Well a pattern is settling in and that's always nice.  Our midday activity each day is to do a transect and I do this with 2 local trackers, Verona and Jay. They are skilled in finding the animal tracks and my job is to record the details and the GPS location on these 2 hour surveys.  Yesterday we started at a site at the jungle base for the project (we'll be moving there next week - very basic, only solar power, no chance to charge batteries etc and no wireless connection at all).  The transect there was to look for signs of leopard activity and Jay did actually find some footprints - it was in beautiful primary jungle containing old ebony trees but the terrain was awfully steep and it was terribly hot.  Today's transect was in the elephant corridor and here we are more exposed to the sun and walking through shoulder high grass (panicum sp) - today we also recorded a fresh elephant foot print and some older elephant dung. Back to base and I'm in the cold shower quick as I can before lunch - and I hate cold showers so that shows you just how hot, sweaty and revolting I feel at the end of the transects.


Since I'm the only volunteer at the moment our first activity every morning at 6am is now 2 hour bird surveying.  There are 3 sites we'll survey around the base camp to record the birds.   Verona is being developed so that she becomes familiar with the local birds and she will carry on the school program moving forward.  So Verona, Chinthaka and I are doing this on a daily basis while I'm here and it's wonderful..........   My timing here is great since the flagship species for the project is the elephant and the strategies that have been put in place over the last 10 years have been really succesful and so now they can afford to give more attention to all the other species that do well here as a result of falling under the umbrella of activities to preserve the elephants.  A bird appreciation/education program that takes in the community and the school too is just starting here and so the donation of the 2 binos has gone down very well and it's great to have been able to do that for them and great that people were prepared to donate them for me to bring.

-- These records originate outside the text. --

//! Field directive parsing.
//!
//! Every schema field carries a tag string of the form
//! `name[,key[=value]]*`. The first segment is the field's document name
//! unless it contains `=`. A bare `key` means `key=true`.
//!
//! ```text
//! "timeout,default=600000"      → name=timeout, default=600000
//! "servers,loadable"            → name=servers, loadable=true
//! "sandbox,enum=local|docker"   → name=sandbox, enum=local|docker
//! ```
//!
//! Unknown keys are schema bugs and fail the parse outright.

use std::collections::BTreeMap;

use crate::error::RigfileError;

/// Recognized directive keys.
pub const DIRECTIVES: &[&str] = &[
    "name", "default", "factory", "enum", "keys", "loadable", "path", "string",
];

/// The validated directive set of one field.
#[derive(Debug, Clone, Default, PartialEq, Eq)]
pub struct Directives {
    params: BTreeMap<String, String>,
}

/// Parse a raw tag string into its directives.
pub fn parse_tag(tag: &str) -> Result<Directives, RigfileError> {
    let mut params = BTreeMap::new();
    for (i, segment) in tag.split(',').enumerate() {
        if i == 0 && !segment.contains('=') {
            if !segment.is_empty() {
                params.insert("name".to_string(), segment.to_string());
            }
            continue;
        }
        let (key, value) = segment.split_once('=').unwrap_or((segment, "true"));
        if !DIRECTIVES.contains(&key) {
            return Err(RigfileError::InvalidParameterKey(key.to_string()));
        }
        params.insert(key.to_string(), value.to_string());
    }
    Ok(Directives { params })
}

impl Directives {
    pub fn get(&self, key: &str) -> Option<&str> {
        self.params.get(key).map(String::as_str)
    }

    pub fn name(&self) -> Option<&str> {
        self.get("name")
    }

    pub fn default_value(&self) -> Option<&str> {
        self.get("default")
    }

    pub fn factory(&self) -> Option<&str> {
        self.get("factory")
    }

    /// Sub-field that a bare string is redirected into.
    pub fn string(&self) -> Option<&str> {
        self.get("string")
    }

    pub fn enum_values(&self) -> Option<Vec<&str>> {
        self.get("enum").map(|v| v.split('|').collect())
    }

    pub fn keys(&self) -> Option<Vec<&str>> {
        self.get("keys").map(|v| v.split('|').collect())
    }

    pub fn is_loadable(&self) -> bool {
        self.get("loadable") == Some("true")
    }

    pub fn is_path(&self) -> bool {
        self.get("path") == Some("true")
    }
}
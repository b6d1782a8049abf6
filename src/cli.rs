//! Clap adapter for rigfile.
//!
//! Compiled only with the `clap` Cargo feature (on by default). [`CompileArgs`]
//! can be flattened into an application's own `#[derive(Parser)]` struct; its
//! [`into_builder()`](CompileArgs::into_builder) is the only bridge to the
//! clap-free core.
//!
//! ```ignore
//! #[derive(Parser)]
//! struct Cli {
//!     #[command(flatten)]
//!     compile: CompileArgs,
//! }
//!
//! let config = Cli::parse().compile.into_builder().make()?;
//! ```

use std::path::PathBuf;

use clap::Args;

use crate::builder::{Rigfile, RigfileBuilder};

#[derive(Debug, Clone, Args)]
pub struct CompileArgs {
    /// Config file to load. Repeat to merge several; later files win.
    #[arg(short, long = "config", value_name = "PATH", required = true)]
    pub configs: Vec<PathBuf>,

    /// Overwrite a compiled value, e.g. `spec.instances[0].timeout=20000`.
    #[arg(short, long = "overwrite", value_name = "PATH=VALUE", value_parser = parse_overwrite)]
    pub overwrites: Vec<(String, String)>,

    /// Reject keys that match no field.
    #[arg(long)]
    pub strict: bool,
}

impl CompileArgs {
    pub fn into_builder(self) -> RigfileBuilder {
        let mut builder = Rigfile::builder()
            .config_paths(self.configs)
            .strict(self.strict);
        for (path, value) in self.overwrites {
            builder = builder.overwrite(&path, &value);
        }
        builder
    }
}

fn parse_overwrite(raw: &str) -> Result<(String, String), String> {
    let (path, value) = raw
        .split_once('=')
        .ok_or_else(|| format!("expected PATH=VALUE, got `{raw}`"))?;
    if path.is_empty() {
        return Err(format!("empty path in `{raw}`"));
    }
    Ok((path.to_string(), value.to_string()))
}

In the afternoon from 4pm we go to the elephant hide and watch for elephants - we got 3 yesterday afternoon.  (Chinthaka has just told me that he went to the elephant hide today when we did the transect and discovered a huge snake sleeping in straw roof! He's looking through field guides now to see if he can identify it). We finish around dusk and that time is terrific to get all the species that are best observed then - such as Yellow-eyed Babblers who emerge briefly at dusk to call from an exposed branch and the Barred Buttonquails who are often seen running along the dirt roads as we drive back.  Last night I mentioned to Chinthaka that it was like 'peak hour' traffic time when we headed home at 6pm as we were passing so many tractor drivers, cyclists, walkers and a couple of motor bike riders on the dirt 4WD roads - at one point we had to manouevre around a tractor on a narrow stretch and it took us long enough to make the acquaintance of the other party and when Chinthaka told them I was from Australia they called out  'Adam Gilchrest' and had a laugh.

We don't work weekends and so Chinthaka has made another good suggestion for this weekend and that is to, again take public transport with him when he goes home to visit his family near Kegalle (also near to the famous Elephant sanctuary that everyone visits).  Chinthaka has booked me in a bed and breakfast there around 8 kms away from the main tourist drag and close to Kurulu-kele forest which will have some wet zone species so I can enjoy another birding destination that hadn't been on my itinerary.